*** Begin section ***
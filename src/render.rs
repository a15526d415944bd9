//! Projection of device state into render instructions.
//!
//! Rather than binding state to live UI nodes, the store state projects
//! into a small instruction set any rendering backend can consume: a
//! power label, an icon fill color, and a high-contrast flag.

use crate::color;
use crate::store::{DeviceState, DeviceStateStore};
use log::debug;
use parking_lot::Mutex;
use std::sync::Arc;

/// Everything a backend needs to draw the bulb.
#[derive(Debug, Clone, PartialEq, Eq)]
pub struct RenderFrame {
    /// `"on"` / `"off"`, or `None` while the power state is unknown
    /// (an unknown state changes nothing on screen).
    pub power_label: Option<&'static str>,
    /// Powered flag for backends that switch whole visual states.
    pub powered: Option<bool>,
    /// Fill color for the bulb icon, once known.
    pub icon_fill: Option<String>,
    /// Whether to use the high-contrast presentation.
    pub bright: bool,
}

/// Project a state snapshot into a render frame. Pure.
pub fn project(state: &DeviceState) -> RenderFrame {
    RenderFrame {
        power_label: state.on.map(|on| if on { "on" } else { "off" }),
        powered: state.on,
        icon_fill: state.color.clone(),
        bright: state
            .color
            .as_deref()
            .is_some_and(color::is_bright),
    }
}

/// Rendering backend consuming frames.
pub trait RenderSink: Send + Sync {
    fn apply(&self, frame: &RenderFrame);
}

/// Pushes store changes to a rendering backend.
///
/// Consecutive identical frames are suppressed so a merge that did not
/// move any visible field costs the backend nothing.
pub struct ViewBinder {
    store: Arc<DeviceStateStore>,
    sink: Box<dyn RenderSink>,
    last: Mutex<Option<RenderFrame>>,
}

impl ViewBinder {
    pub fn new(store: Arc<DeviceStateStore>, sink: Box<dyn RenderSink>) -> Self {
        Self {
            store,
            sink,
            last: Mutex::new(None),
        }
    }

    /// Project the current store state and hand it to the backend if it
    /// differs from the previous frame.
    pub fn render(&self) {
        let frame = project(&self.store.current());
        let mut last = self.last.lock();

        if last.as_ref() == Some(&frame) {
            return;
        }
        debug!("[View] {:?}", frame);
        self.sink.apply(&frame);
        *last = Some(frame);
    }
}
*** End section ***
What needs to be done: Nothing in the records may change; output all of them exactly.

Exercise output:
filename src/render.rs
repository a15526d415944bd9
//! Projection of device state into render instructions.
//!
//! Rather than binding state to live UI nodes, the store state projects
//! into a small instruction set any rendering backend can consume: a
//! power label, an icon fill color, and a high-contrast flag.

use crate::color;
use crate::store::{DeviceState, DeviceStateStore};
use log::debug;
use parking_lot::Mutex;
use std::sync::Arc;

/// Everything a backend needs to draw the bulb.
#[derive(Debug, Clone, PartialEq, Eq)]
pub struct RenderFrame {
    /// `"on"` / `"off"`, or `None` while the power state is unknown
    /// (an unknown state changes nothing on screen).
    pub power_label: Option<&'static str>,
    /// Powered flag for backends that switch whole visual states.
    pub powered: Option<bool>,
    /// Fill color for the bulb icon, once known.
    pub icon_fill: Option<String>,
    /// Whether to use the high-contrast presentation.
    pub bright: bool,
}

/// Project a state snapshot into a render frame. Pure.
pub fn project(state: &DeviceState) -> RenderFrame {
    RenderFrame {
        power_label: state.on.map(|on| if on { "on" } else { "off" }),
        powered: state.on,
        icon_fill: state.color.clone(),
        bright: state
            .color
            .as_deref()
            .is_some_and(color::is_bright),
    }
}

/// Rendering backend consuming frames.
pub trait RenderSink: Send + Sync {
    fn apply(&self, frame: &RenderFrame);
}

/// Pushes store changes to a rendering backend.
///
/// Consecutive identical frames are suppressed so a merge that did not
/// move any visible field costs the backend nothing.
pub struct ViewBinder {
    store: Arc<DeviceStateStore>,
    sink: Box<dyn RenderSink>,
    last: Mutex<Option<RenderFrame>>,
}

impl ViewBinder {
    pub fn new(store: Arc<DeviceStateStore>, sink: Box<dyn RenderSink>) -> Self {
        Self {
            store,
            sink,
            last: Mutex::new(None),
        }
    }

    /// Project the current store state and hand it to the backend if it
    /// differs from the previous frame.
    pub fn render(&self) {
        let frame = project(&self.store.current());
        let mut last = self.last.lock();

        if last.as_ref() == Some(&frame) {
            return;
        }
        debug!("[View] {:?}", frame);
        self.sink.apply(&frame);
        *last = Some(frame);
    }
}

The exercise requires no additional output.